Firm/Employee Matching: An Industry Study of American Lawyers
Paul Oyer () and
Scott Schaefer
No 18620, NBER Working Papers from National Bureau of Economic Research, Inc
Abstract:
We study the sources of match-specific value at large American law firms by analyzing how graduates of law schools group into law firms. We measure the degree to which lawyers from certain schools concentrate within firms and then analyze how this agglomeration can be explained by "natural advantage" factors (such as geographic proximity) and by productive spillovers across graduates of a given school. We show that large law firms tend to be concentrated with regard to the law schools they hire from and that individual offices within these firms are substantially more concentrated.
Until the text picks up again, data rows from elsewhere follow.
//! # studio-api: HTTP Surface for tRPC Studio
//!
//! Serves the procedure catalog built at startup and relays executions to
//! the live tRPC endpoint.
//!
//! ## API Surface
//!
//! | Route                                 | Handler                          |
//! |---------------------------------------|----------------------------------|
//! | `GET /api/procedures`                 | [`routes::procedures`] listing   |
//! | `GET /api/procedures/:path`           | [`routes::procedures`] details   |
//! | `POST /api/procedures/:path/execute`  | [`routes::procedures`] execution |
//! | `GET /health/liveness`                | liveness check                   |
//! | `GET /health/readiness`               | readiness check                  |
//!
//! ## Middleware Stack (execution order)
//!
//! ```text
//! TraceLayer → DefaultBodyLimit (2 MiB) → Handler
//! ```

pub mod error;
pub mod routes;
pub mod state;

use std::future::Future;

use axum::extract::{DefaultBodyLimit, State};
use axum::Router;
use tokio::net::TcpListener;
use tower_http::trace::TraceLayer;

use crate::state::AppState;

/// Request body limit for the execute route.
pub const BODY_LIMIT: usize = 2 * 1024 * 1024;

/// Assemble the application router.
pub fn app(state: AppState) -> Router {
    let api = Router::new()
        .merge(routes::procedures::router())
        .layer(DefaultBodyLimit::max(BODY_LIMIT))
        .layer(TraceLayer::new_for_http());

    let health = Router::new()
        .route("/health/liveness", axum::routing::get(liveness))
        .route("/health/readiness", axum::routing::get(readiness));

    Router::new().merge(health).merge(api).with_state(state)
}

/// Serve `state` on `listener` until `shutdown` resolves.
pub async fn serve(
    listener: TcpListener,
    state: AppState,
    shutdown: impl Future<Output = ()> + Send + 'static,
) -> std::io::Result<()> {
    if let Ok(addr) = listener.local_addr() {
        tracing::info!(%addr, procedures = state.catalog.len(), "studio listening");
    }
    axum::serve(listener, app(state).into_make_service())
        .with_graceful_shutdown(shutdown)
        .await
}

/// Liveness check. Always 200 while the process is running.
async fn liveness() -> &'static str {
    "ok"
}

/// Readiness check. The catalog is built before the listener is bound, so
/// a running server is always ready; the body reports the catalog size.
async fn readiness(State(state): State<AppState>) -> String {
    format!("ready ({} procedures)", state.catalog.len())
}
The degree of concentration is highly variable, as there is substantial variation in firms' hiring strategies. There are two main drivers of variation in law school concentration within law offices. First, geography drives a large amount of concentration, as most firms hire largely from local schools. Second, we show that school-based networks (and possibly productive spillovers) are important because partners' law schools drive associates' law school composition even controlling for firm, school, and firm/school match characteristics and when we instrument for partners' law schools.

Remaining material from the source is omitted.